Category: Religion / Topics: Change Culture Religion Trends

Sixteeen and Evangelical

Submitted by Stu Johnson

Posted: March 5, 2020

How could friends with a common teenage faith drift so far apart?…

illustration by Doris Liou

The following is an excerpt from an article by Laura Turner that was published July 15, 2019 on Slate. I found it in March 2020 on Pocket, a feature of the Firefox browser homepage. Presented here is Turner's introduction.. A link to the full article follows.

The church at the corner of Algonquin and Barrington roads was so big that it was often mistaken for a community college. At Willow Creek, a mile-long driveway wound around a manmade lake where believers got baptized in the summer months, and in the spring it was littered with Canadian geese and their goslings. The parking lots were so big that I learned to drive there, on uninterrupted swaths of flat Midwestern bog. My family lived three miles away; my parents were both pastors there; my first job was there.
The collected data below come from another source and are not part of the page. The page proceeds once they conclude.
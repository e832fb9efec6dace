// Copyright (c) 2025 Felix Kahle.
//
// Permission is hereby granted, free of charge, to any person obtaining
// a copy of this software and associated documentation files (the
// "Software"), to deal in the Software without restriction, including
// without limitation the rights to use, copy, modify, merge, publish,
// distribute, sublicense, and/or sell copies of the Software, and to
// permit persons to whom the Software is furnished to do so, subject to
// the following conditions:
//
// The above copyright notice and this permission notice shall be
// included in all copies or substantial portions of the Software.
//
// THE SOFTWARE IS PROVIDED "AS IS", WITHOUT WARRANTY OF ANY KIND,
// EXPRESS OR IMPLIED, INCLUDING BUT NOT LIMITED TO THE WARRANTIES OF
// MERCHANTABILITY, FITNESS FOR A PARTICULAR PURPOSE AND
// NONINFRINGEMENT. IN NO EVENT SHALL THE AUTHORS OR COPYRIGHT HOLDERS BE
// LIABLE FOR ANY CLAIM, DAMAGES OR OTHER LIABILITY, WHETHER IN AN ACTION
// OF CONTRACT, TORT OR OTHERWISE, ARISING FROM, OUT OF OR IN CONNECTION
// WITH THE SOFTWARE OR THE USE OR OTHER DEALINGS IN THE SOFTWARE.

use crate::problem::{
    err::{
        InvalidEnergyRateError, InvalidFleetSizeError, OriginOutOfRangeError, ProblemError,
        TargetOutOfRangeError,
    },
    req::{FloorRequest, FloorRequestContainer},
};
use lift_plan_core::prelude::{Energy, FloorPoint};
use num_traits::Zero;

/// One planning instance: a building, a fleet and the full request batch.
///
/// All lifts are assumed to wait at the ground floor before the plan starts.
#[derive(Debug, Clone)]
pub struct Problem<T> {
    floors: FloorPoint<T>,
    fleet_size: usize,
    energy_per_floor: Energy,
    requests: FloorRequestContainer<T>,
}

impl<T: Copy + Ord + Zero> Problem<T> {
    #[inline]
    pub fn new(
        floors: FloorPoint<T>,
        fleet_size: usize,
        energy_per_floor: Energy,
        requests: FloorRequestContainer<T>,
    ) -> Result<Self, ProblemError<T>> {
        if fleet_size < 1 {
            return Err(InvalidFleetSizeError::new(fleet_size))?;
        }
        if energy_per_floor < 1 {
            return Err(InvalidEnergyRateError::new(energy_per_floor))?;
        }

        let ground = FloorPoint::zero();
        for r in requests.iter() {
            if r.origin() < ground || r.origin() > floors {
                return Err(OriginOutOfRangeError::new(r.origin(), floors))?;
            }
            for t in r.iter_targets() {
                if t < ground || t > floors {
                    return Err(TargetOutOfRangeError::new(r.origin(), t, floors))?;
                }
            }
        }

        Ok(Self {
            floors,
            fleet_size,
            energy_per_floor,
            requests,
        })
    }

    #[inline]
    pub fn floors(&self) -> FloorPoint<T> {
        self.floors
    }

    #[inline]
    pub fn fleet_size(&self) -> usize {
        self.fleet_size
    }

    #[inline]
    pub fn energy_per_floor(&self) -> Energy {
        self.energy_per_floor
    }

    #[inline]
    pub fn requests(&self) -> &FloorRequestContainer<T> {
        &self.requests
    }

    #[inline]
    pub fn iter_requests(&self) -> impl Iterator<Item = &FloorRequest<T>> {
        self.requests.iter()
    }

    #[inline]
    pub fn request_count(&self) -> usize {
        self.requests.len()
    }

    #[inline]
    pub fn passenger_count(&self) -> usize {
        self.requests.iter().map(|r| r.passenger_count()).sum()
    }
}

#[cfg(test)]
mod tests {
    use super::*;

    #[inline]
    fn fp(v: i64) -> FloorPoint<i64> {
        FloorPoint::new(v)
    }

    fn req(origin: i64, targets: &[i64]) -> FloorRequest<i64> {
        FloorRequest::new(fp(origin), targets.iter().copied().map(fp).collect())
            .expect("valid request")
    }

    #[test]
    fn test_new_ok_and_accessors() {
        let requests: FloorRequestContainer<i64> =
            [req(3, &[1, 5]), req(4, &[1, 1])].into_iter().collect();
        let p = Problem::new(fp(5), 2, 1, requests).expect("valid problem");
        assert_eq!(p.floors(), fp(5));
        assert_eq!(p.fleet_size(), 2);
        assert_eq!(p.energy_per_floor(), 1);
        assert_eq!(p.request_count(), 2);
        assert_eq!(p.passenger_count(), 4);
    }

    #[test]
    fn test_empty_batch_is_allowed() {
        let p = Problem::<i64>::new(fp(10), 3, 2, FloorRequestContainer::new())
            .expect("empty batch is a valid instance");
        assert_eq!(p.request_count(), 0);
        assert_eq!(p.passenger_count(), 0);
    }

    #[test]
    fn test_zero_fleet_rejected() {
        let err = Problem::<i64>::new(fp(5), 0, 1, FloorRequestContainer::new())
            .expect_err("a fleet of zero lifts must be rejected");
        assert_eq!(
            err,
            ProblemError::InvalidFleetSize(InvalidFleetSizeError::new(0))
        );
    }

    #[test]
    fn test_non_positive_energy_rate_rejected() {
        let err = Problem::<i64>::new(fp(5), 1, 0, FloorRequestContainer::new())
            .expect_err("zero per-floor cost must be rejected");
        assert_eq!(
            err,
            ProblemError::InvalidEnergyRate(InvalidEnergyRateError::new(0))
        );
    }

    #[test]
    fn test_origin_above_top_floor_rejected() {
        let requests: FloorRequestContainer<i64> = [req(6, &[1])].into_iter().collect();
        let err = Problem::new(fp(5), 1, 1, requests).expect_err("origin above roof");
        assert_eq!(
            err,
            ProblemError::OriginOutOfRange(OriginOutOfRangeError::new(fp(6), fp(5)))
        );
    }

    #[test]
    fn test_negative_origin_rejected() {
        let requests: FloorRequestContainer<i64> = [req(-1, &[2])].into_iter().collect();
        let err = Problem::new(fp(5), 1, 1, requests).expect_err("origin below ground");
        assert_eq!(
            err,
            ProblemError::OriginOutOfRange(OriginOutOfRangeError::new(fp(-1), fp(5)))
        );
    }

    #[test]
    fn test_target_out_of_range_rejected() {
        let requests: FloorRequestContainer<i64> = [req(3, &[9])].into_iter().collect();
        let err = Problem::new(fp(5), 1, 1, requests).expect_err("target above roof");
        assert_eq!(
            err,
            ProblemError::TargetOutOfRange(TargetOutOfRangeError::new(fp(3), fp(9), fp(5)))
        );
    }

    #[test]
    fn test_boundary_floors_accepted() {
        let requests: FloorRequestContainer<i64> =
            [req(0, &[5]), req(5, &[0])].into_iter().collect();
        assert!(Problem::new(fp(5), 1, 1, requests).is_ok());
    }
}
My friends were there. For a time that still feels like something out of a Pat Conroy novel, I had a group of wonderful friends. We moved as one organism in those high school days, submerged as we were in the urgent, heady waters of teenage faith in the middle of the cresting wave of American evangelicalism. Bound to them by the kind of affection born of knowing someone when they were 16, I still count these people as dear to me. But the truth is it has been a decade since we were all together.

When I was young, I had certain ideas about how the world worked, how God worked. One story of youthful zeal is that it fades with age, as life gets harder and more complex; that the center of an uncompromising faith structure cannot hold in a complicated world. As my friends and I have aged, though, we’ve all developed wildly different relationships to our religion. We’ve grown up and apart and orbited each other like satellites. I am almost 34 now. I am a mother, a wife, a writer, a homeowner, and it is just beginning to dawn on me—a realization I’m sure is not unique to me—that I will never again be a teenager. I have also noticed something that psychologists and poets have been saying for centuries: We become what we dwell on. And what we dwelt on in high school, what we breathed, was God’s goodness. And what I dwell on now is God’s goodness still, but also the loss that has attended my life and the lives of those I love and how a good God could allow it all.

I set out to write this because I wanted to know what has happened to me and to my friends since high school; how we have navigated faith and doubt as life has dealt us more hardships than we could have anticipated were coming, including the suicide of one of our own. I wanted to know how, and if, the faith withstood the hardships. I wanted to know where we had all gone.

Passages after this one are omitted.